We wait till night fall, when the flies become inactive, to empty the traps. Most flies will be dead from drowning, but there are always live ones in the upper half of the jar. I take a can of Raid and squirt it into the jar opening to kill the live ones, and then we dig a small hole and dump the dead flies into it, stomping the dirt down.

This year, I stopped buying the attractant and used meat instead. I just took some raw chicken or burger, whatever I was cooking for supper, saving a bit, and put the raw meat into the jar with water and set it in the sun and within a half day the flies were at it. Because house flies will lay their eggs in rotting organic wastes, we clean up all manure out of the dry lots at least twice a day, and from the pasture once a week. I've found that miniature horse manure isn't a great source of fly maggots anyway, as it dries out too quickly.

The face flies arrive around the beginning of July. These flies don't bite, but they feed on the mucous of the eyes, mouth, or nose. These flies are particularly troublesome because they cause great distress to horses through sheer annoyance, and also because they can be the source of pinkeye.
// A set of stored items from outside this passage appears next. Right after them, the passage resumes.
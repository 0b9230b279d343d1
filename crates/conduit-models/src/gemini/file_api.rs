//! Gemini File API client.
//!
//! Audio cannot be sent inline in a `generateContent` call, so it is uploaded
//! first and referenced by URI. Uploaded files are deleted once the prompt
//! that used them has been answered.

use conduit_abstraction::ModelError;
use reqwest::Client;
use reqwest::multipart::{Form, Part};
use serde::{Deserialize, Serialize};
use std::path::Path;
use std::time::{Duration, Instant};
use tracing::{debug, warn};

/// File state as returned by the Gemini File API.
#[derive(Debug, Clone, Copy, PartialEq, Eq, Serialize, Deserialize)]
#[serde(rename_all = "SCREAMING_SNAKE_CASE")]
pub enum FileState {
    /// File is being processed by Gemini.
    Processing,
    /// File is ready to use.
    Active,
    /// File processing failed.
    Failed,
}

/// Represents a file uploaded to the Gemini File API.
#[derive(Debug, Clone, Serialize, Deserialize)]
#[serde(rename_all = "camelCase")]
pub struct GeminiFile {
    /// File name/ID in format "files/{file-id}".
    pub name: String,
    /// Full URI for referencing the file in prompts.
    pub uri: String,
    /// Current state of the file; absent means ready.
    #[serde(default)]
    pub state: Option<FileState>,
    /// MIME type of the file.
    #[serde(default)]
    pub mime_type: Option<String>,
}

impl GeminiFile {
    fn is_processing(&self) -> bool {
        self.state == Some(FileState::Processing)
    }
}

#[derive(Debug, Deserialize)]
struct UploadResponse {
    file: GeminiFile,
}

/// Client for the Gemini File API.
#[derive(Debug, Clone)]
pub struct GeminiFileApi {
    api_key: String,
    http_client: Client,
    /// Base URL for file metadata and deletion.
    base_url: String,
    /// Base URL for media uploads.
    upload_url: String,
    /// Upper bound on waiting for an uploaded file to become ACTIVE.
    processing_timeout: Duration,
}

impl GeminiFileApi {
    /// Creates a new `GeminiFileApi` against the given endpoints.
    #[must_use]
    pub fn new(api_key: String, base_url: String, upload_url: String, http_client: Client) -> Self {
        Self {
            api_key,
            http_client,
            base_url,
            upload_url,
            processing_timeout: Duration::from_secs(300),
        }
    }

    /// Uploads a file from disk.
    ///
    /// The MIME type is taken from the file extension. Returns once the file
    /// is ACTIVE.
    ///
    /// # Errors
    /// Returns `ModelError` if the file cannot be read, uploaded, or processed.
    pub async fn upload_file(&self, file_path: &Path) -> Result<GeminiFile, ModelError> {
        debug!(path = %file_path.display(), "Uploading file to Gemini File API");

        let file_bytes =
            tokio::fs::read(file_path).await.map_err(|e| ModelError::InvalidMediaSource {
                media_source: file_path.display().to_string(),
                reason: format!("Failed to read file: {}", e),
            })?;

        let file_name = file_path.file_name().and_then(|s| s.to_str()).ok_or_else(|| {
            ModelError::InvalidMediaSource {
                media_source: file_path.display().to_string(),
                reason: "Invalid filename".to_string(),
            }
        })?;

        let mime = detect_mime_type(file_path);

        let form = Form::new().part(
            "file",
            Part::bytes(file_bytes)
                .file_name(file_name.to_string())
                .mime_str(&mime)
                .map_err(|e| ModelError::RequestError(format!("Failed to set MIME type: {}", e)))?,
        );

        let url = format!("{}/files?key={}", self.upload_url, self.api_key);
        let response = self
            .http_client
            .post(&url)
            .header("X-Goog-Upload-Protocol", "multipart")
            .multipart(form)
            .send()
            .await
            .map_err(|e| ModelError::RequestError(format!("Failed to upload file: {}", e)))?;

        let status = response.status();
        if !status.is_success() {
            let error_text = response.text().await.unwrap_or_else(|_| "Unknown error".to_string());
            return Err(map_http_error(status, &error_text, "file upload"));
        }

        let uploaded: UploadResponse = response.json().await.map_err(|e| {
            ModelError::SerializationError(format!("Failed to parse upload response: {}", e))
        })?;

        debug!(file_name = %uploaded.file.name, state = ?uploaded.file.state, "File uploaded");

        if !uploaded.file.is_processing() {
            return Ok(uploaded.file);
        }

        match self.poll_until_active(&uploaded.file.name).await {
            Ok(file) => Ok(file),
            Err(e) => {
                // Callers only get a name back on success.
                if let Err(delete_err) = self.delete_file(&uploaded.file.name).await {
                    warn!(file_name = %uploaded.file.name, error = %delete_err, "Failed upload was not deleted");
                }
                Err(e)
            }
        }
    }

    /// Retrieves file metadata by name.
    ///
    /// # Errors
    /// Returns `ModelError` if the file cannot be retrieved.
    pub async fn get_file(&self, file_name: &str) -> Result<GeminiFile, ModelError> {
        let url = format!("{}/{}?key={}", self.base_url, file_name, self.api_key);

        let response = self
            .http_client
            .get(&url)
            .send()
            .await
            .map_err(|e| ModelError::RequestError(format!("Failed to retrieve file: {}", e)))?;

        let status = response.status();
        if !status.is_success() {
            let error_text = response.text().await.unwrap_or_else(|_| "Unknown error".to_string());
            return Err(map_http_error(status, &error_text, &format!("retrieve file {}", file_name)));
        }

        response.json().await.map_err(|e| {
            ModelError::SerializationError(format!("Failed to parse file response: {}", e))
        })
    }

    /// Polls file state until it becomes ACTIVE or fails.
    ///
    /// Backoff: 1s, 2s, 4s, 8s, then 10s until the processing timeout.
    async fn poll_until_active(&self, file_name: &str) -> Result<GeminiFile, ModelError> {
        let start_time = Instant::now();
        let mut delay = Duration::from_secs(1);
        let max_delay = Duration::from_secs(10);

        loop {
            if start_time.elapsed() > self.processing_timeout {
                return Err(ModelError::RequestError(format!(
                    "File processing timeout after {}s: {}",
                    self.processing_timeout.as_secs(),
                    file_name
                )));
            }

            let file = self.get_file(file_name).await?;
            match file.state {
                Some(FileState::Processing) => {
                    debug!(file_name = %file_name, elapsed = ?start_time.elapsed(), "File still processing");
                    tokio::time::sleep(delay).await;
                    delay = (delay * 2).min(max_delay);
                }
                Some(FileState::Failed) => {
                    return Err(ModelError::ModelResponseError(format!(
                        "File processing failed: {}",
                        file_name
                    )));
                }
                Some(FileState::Active) | None => return Ok(file),
            }
        }
    }

    /// Deletes an uploaded file. A 404 counts as already deleted.
    ///
    /// # Errors
    /// Returns `ModelError` if deletion fails.
    pub async fn delete_file(&self, file_name: &str) -> Result<(), ModelError> {
        let url = format!("{}/{}?key={}", self.base_url, file_name, self.api_key);

        let response = self
            .http_client
            .delete(&url)
            .send()
            .await
            .map_err(|e| ModelError::RequestError(format!("Failed to delete file: {}", e)))?;

        let status = response.status();
        if status == 404 {
            debug!(file_name = %file_name, "File not found (already deleted or expired)");
            return Ok(());
        }
        if !status.is_success() {
            let error_text = response.text().await.unwrap_or_else(|_| "Unknown error".to_string());
            warn!(file_name = %file_name, status = %status, "Failed to delete uploaded file");
            return Err(map_http_error(status, &error_text, &format!("delete file {}", file_name)));
        }

        debug!(file_name = %file_name, "File deleted");
        Ok(())
    }
}

/// Maps HTTP status codes to appropriate ModelError variants.
pub(crate) fn map_http_error(
    status: reqwest::StatusCode,
    error_text: &str,
    operation: &str,
) -> ModelError {
    match status.as_u16() {
        400 => ModelError::RequestError(format!("Invalid request for {}: {}", operation, error_text)),
        401 | 403 => ModelError::UnsupportedModelProvider(format!(
            "Authentication failed for {}: {}",
            operation, error_text
        )),
        402 | 429 => ModelError::QuotaExceeded {
            provider: "gemini".to_string(),
            message: Some(format!("{}: {}", operation, error_text)),
        },
        404 => ModelError::RequestError(format!("Not found for {}: {}", operation, error_text)),
        413 => ModelError::RequestError(format!("File too large for {}: {}", operation, error_text)),
        500..=599 => ModelError::RequestError(format!(
            "Server error for {} ({}): {}",
            operation, status, error_text
        )),
        _ => ModelError::ModelResponseError(format!(
            "Unexpected error for {} ({}): {}",
            operation, status, error_text
        )),
    }
}

/// Detects MIME type from file extension.
pub(crate) fn detect_mime_type(path: &Path) -> String {
    mime_guess::from_path(path).first_or_octet_stream().essence_str().to_string()
}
Additionally, they also harbor eyeworm parasites and Habronema. Face flies are supposed to lay their eggs ONLY in cattle manure, not horse manure, but we get face flies and the closest cattle are a half mile away, so I guess they travel well! Using the stinky fly baits will also catch these flies.

The stable fly is active in late spring and early summer, and then dwindles in numbers in mid-to-late summer. These flies will bite! They can cause the horse a lot of pain! These flies usually don't breed in manure, but instead breed in piles of wet or moist vegetation. Keep your grass cut around your pastures and barn! Don't allow any piles of mown grass to lay around. Don't throw out uneaten hay and leave it laying around in piles. These flies probably won't be attracted to fly bait, so if they are bad the only control is spray. However, the flies usually aren't around all summer, so fly masks are often very effective in giving relief and protection to your horses.

If you are diligent, and use the fly traps, you really can control and eliminate a great number of fly pests! I honestly don't have many of them here at this point. I'm in SW Wisconsin, and I'm sure they should all be out in great numbers this time of year, but i believe my fly traps are doing an excellent job! Also, clean up that manure!

Another thing you can use is fly bait, such as Golden Malrin. However, don't use it anywhere kids or pets can get into it. Since I don't have barn cats and my dog doesn't go to the barn, I sprinkle it around the base of the barn, but not in the dry lots or pastures. Flies love this stuff! They eat it and die in a few minutes. When we clean the stalls every morning and have the manure heaped up in the cart to be dumped, we sprinkle the Golden Malrin right on top of the manure. By the time we've hauled the stuff way out to a gully to be dumped, another large group of flies has met its death.

So, just start attacking those flies with fly traps BEFORE they become numerous, and I think you'll find a big difference!


----------



## Tony (Jun 22, 2007)

What an excellent post. Thank you for taking the time to write.


----------



## Cathy_H (Jun 22, 2007)

Great information. I also have about two dozen fly tapes hanging inside my barn. Walmart - 97 cents for four.



> I put them on the other side of the barn, but they must be hung only a few feet off the ground and they must be in sunlight.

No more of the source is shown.